Local construction companies and contractors are engaged in talks with city and county officials to ensure that building projects are not disrupted should a shelter-in-place order be issued here in Houston. Just yesterday, Dallas County Judge Clay Jenkins issued an order requiring county residents to shelter in place through April 3.
Russell Hamley, president of the Houston chapter of Associated Builders and Contractors, told the Houston Business Journal that he has met with members of Houston Mayor Sylvester Turner’s staff, as well as representatives of Harris County Judge Lina Hidalgo, via video conference several times in recent days, arguing that construction should be considered an essential service under any shelter-in-place order that might be issued as local officials continue to grapple with the ongoing COVID-19
Currently, no such order has been issued. In separate March 23 press conferences, both Turner and Hidalgo said a stay-at-home order would likely be unnecessary unless local residents fail to comply with measures already in place. But Hamley thinks construction is “essential to the business of the county” and that the potential downsides of shutting down job sites would far outweigh any potential benefits.
“Many of our vital infrastructure systems require ongoing maintenance to ensure that the public continues to have access to water, electricity, and sewage,” Hamley said. “Beyond that, projects dealing with roads,
manufacturing and petrochemical facilities are essential to securing the safety and operation of the United States.”
Hamley also noted that a number of local hospitals are in the midst of renovation projects that will provide additional hospital beds once they are completed.
“Putting any of those projects on hold will keep new health care facilities from being delivered at a time when they are needed more than ever,” Hamley said.
Hamley said he made that point when speaking to Houston Mayor Pro-Tem Dave Martin last week and continues to make that point when speaking to Hidalgo’s team.
Hamley pointed to Dallas’ shelter-in-place order, which included public works, residential and commercial construction among the operations that were exempt from the order.
“We hope that marks a precedent,” Hamley said. “We’ve been speaking with other associations and even the unions, and they are all in line with that position.”
Meanwhile, the Houston chapter of Associated Builders and Contractors has also been busy providing best practices and guidance to its 400 member companies in and around Houston. The organization has advised site managers to limit workers to small groups when working on individual projects and to hold lunch in shifts to keep groups of workers in contact with one another as small as possible, Hamley said. Additionally, ABC-Houston has provided guidance on what site supervisors should do in the event that a worker shows up with signs of illness.
“We have heard from some of our members that they are using scanning thermometers to check workers. If someone shows signs of high temperature, they are being sent home,” Hamley said.

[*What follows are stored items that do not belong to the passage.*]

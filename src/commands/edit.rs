use anyhow::Result;
use calgrid_core::CalGridError;
use calgrid_core::event::{EventId, EventPatch, EventType};
use owo_colors::OwoColorize;

use super::{Workspace, parse_cli_datetime};
use crate::render::Render;

pub async fn run(
    id: String,
    title: Option<String>,
    start: Option<String>,
    end: Option<String>,
    description: Option<String>,
    event_type: Option<EventType>,
) -> Result<()> {
    let patch = EventPatch {
        title,
        start: start.as_deref().map(parse_cli_datetime).transpose()?,
        end: end.as_deref().map(parse_cli_datetime).transpose()?,
        description: description.map(|d| Some(d).filter(|d| !d.is_empty())),
        event_type,
        ..Default::default()
    };
    if patch.is_empty() {
        anyhow::bail!("Nothing to change. Pass at least one of --title, --start, --end, --description, --type");
    }

    let workspace = Workspace::load()?;
    let id = EventId::new(id);
    let (view, _) = workspace.view_of(&id).await?;

    match view.update(&id, patch).await {
        Ok(updated) => {
            println!("{} {}", "Updated".yellow(), updated.render());
            Ok(())
        }
        Err(e) => {
            if let CalGridError::Validation(v) = &e {
                anyhow::bail!("Invalid {}: {}", v.field(), v);
            }
            Err(e.into())
        }
    }
}
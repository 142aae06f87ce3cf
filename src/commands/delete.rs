use anyhow::Result;
use calgrid_core::event::EventId;
use owo_colors::OwoColorize;

use super::Workspace;

pub async fn run(id: String) -> Result<()> {
    let workspace = Workspace::load()?;
    let id = EventId::new(id);
    let (view, event) = workspace.view_of(&id).await?;

    view.delete(&id).await?;
    println!("{} {}", "Deleted".red(), event.title);
    Ok(())
}
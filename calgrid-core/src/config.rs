//! Engine configuration at ~/.config/calgrid/config.toml
//!
//! Values can be overridden with `CALGRID_*` environment variables, using
//! `__` for nesting (e.g. `CALGRID_WINDOW__START_HOUR=7`).

use std::path::{Path, PathBuf};

use config::{Config, Environment, File};
use serde::{Deserialize, Serialize};

use crate::compositor::{Density, ViewConfig};
use crate::date_range::{SlotWindow, ViewMode};
use crate::error::{CalGridError, CalGridResult};

static DEFAULT_STORE_PATH: &str = "~/.calgrid/events.json";

fn default_store_path() -> PathBuf {
    PathBuf::from(DEFAULT_STORE_PATH)
}

#[derive(Debug, Clone, Serialize, Deserialize)]
pub struct EngineConfig {
    #[serde(default)]
    pub density: Density,

    #[serde(default)]
    pub default_mode: ViewMode,

    #[serde(default = "default_store_path")]
    pub store_path: PathBuf,

    // Tables go last for TOML output
    #[serde(default)]
    pub window: SlotWindow,
}

impl Default for EngineConfig {
    fn default() -> Self {
        EngineConfig {
            window: SlotWindow::default(),
            density: Density::default(),
            default_mode: ViewMode::default(),
            store_path: default_store_path(),
        }
    }
}

impl EngineConfig {
    pub fn config_path() -> CalGridResult<PathBuf> {
        let config_dir = dirs::config_dir()
            .ok_or_else(|| CalGridError::Config("Could not determine config directory".into()))?
            .join("calgrid");

        Ok(config_dir.join("config.toml"))
    }

    /// Load from the default location, writing a commented template first
    /// if there is none.
    pub fn load() -> CalGridResult<Self> {
        let path = Self::config_path()?;
        if !path.exists() {
            Self::create_default_config(&path)?;
        }
        Self::load_from(&path)
    }

    /// Load from `path` (optional) layered with environment overrides.
    pub fn load_from(path: &Path) -> CalGridResult<Self> {
        let config: EngineConfig = Config::builder()
            .add_source(File::from(path.to_path_buf()).required(false))
            .add_source(Environment::with_prefix("CALGRID").separator("__"))
            .build()
            .map_err(|e| CalGridError::Config(e.to_string()))?
            .try_deserialize()
            .map_err(|e| CalGridError::Config(e.to_string()))?;

        config.window.validate()?;
        Ok(config)
    }

    /// Store path with `~` expanded.
    pub fn store_path(&self) -> PathBuf {
        PathBuf::from(shellexpand::tilde(&self.store_path.to_string_lossy()).into_owned())
    }

    pub fn view_config(&self) -> ViewConfig {
        ViewConfig {
            mode: self.default_mode,
            density: self.density,
            window: self.window,
        }
    }

    /// Write the current settings as TOML.
    pub fn save(&self, path: &Path) -> CalGridResult<()> {
        let content =
            toml::to_string_pretty(self).map_err(|e| CalGridError::Config(e.to_string()))?;

        if let Some(parent) = path.parent() {
            std::fs::create_dir_all(parent)?;
        }
        std::fs::write(path, content)
            .map_err(|e| CalGridError::Config(format!("Could not write config file: {e}")))?;
        Ok(())
    }

    /// Create a default config file with all options commented out.
    pub fn create_default_config(path: &Path) -> CalGridResult<()> {
        let window = SlotWindow::default();
        let contents = format!(
            "\
# calgrid configuration

# Where events are stored:
# store_path = \"{}\"

# View shown when none is requested (day, week, month):
# default_mode = \"week\"

# Density preset (standard, compact, ultra-compact):
# density = \"standard\"

# Working window for day and week views:
# [window]
# start_hour = {}
# end_hour = {}
# step_minutes = {}
",
            DEFAULT_STORE_PATH, window.start_hour, window.end_hour, window.step_minutes
        );

        if let Some(parent) = path.parent() {
            std::fs::create_dir_all(parent).map_err(|e| {
                CalGridError::Config(format!("Could not create config directory: {e}"))
            })?;
        }

        std::fs::write(path, contents)
            .map_err(|e| CalGridError::Config(format!("Could not write config file: {e}")))?;

        Ok(())
    }
}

Just last week, Houston-based Arch-Con Corp. shut down one of its sites for a day after a worker showed up to work while sick. While it is not yet known whether the worker suffered from COVID-19, Arch-Con sent all its workers home for the day to allow cleaning crews to sanitize the site.
The unprecedented nature of the COVID-19 pandemic has also raised new legal questions for contractors and subcontractors.
ABC-Houston has also been speaking with human resources teams to advise them on some of the recent changes to the Family Medical Leave Act that President Trump signed into law late last week.
Hamley said one issue raised by the law is whether a worker is entitled to pay if they come down with COVID-19 and have to be quarantined for up to 14 days.
“Subsequent guidance appears to show that the worker will have to be paid. But there is still a question about whether the contractor is entitled to be reimbursed by the government,” Hamley said. “The new law raised more questions than it answered.”
That said, construction trade associations did receive guidance on one significant issue recently, Hamley noted.
New rules issued by the Occupational Safety and Health Administration following the COVID-19 outbreak appeared to require all cases of COVID-19 among construction workers to be reported as an on-site illness. That could have hurt the safety records of contractors with workers who came down with the disease, making it harder for them to get hired on new projects,
Hamley said. The rule has since been changed to make it clear that cases of COVID-19 are only required to be reported if they can be shown to have been contracted on the job site.
“Construction companies are judged on their safety records,” Hamley said. “That rule essentially assumed guilty before being proven innocent. We were pleased it was changed to innocent until proven guilty.”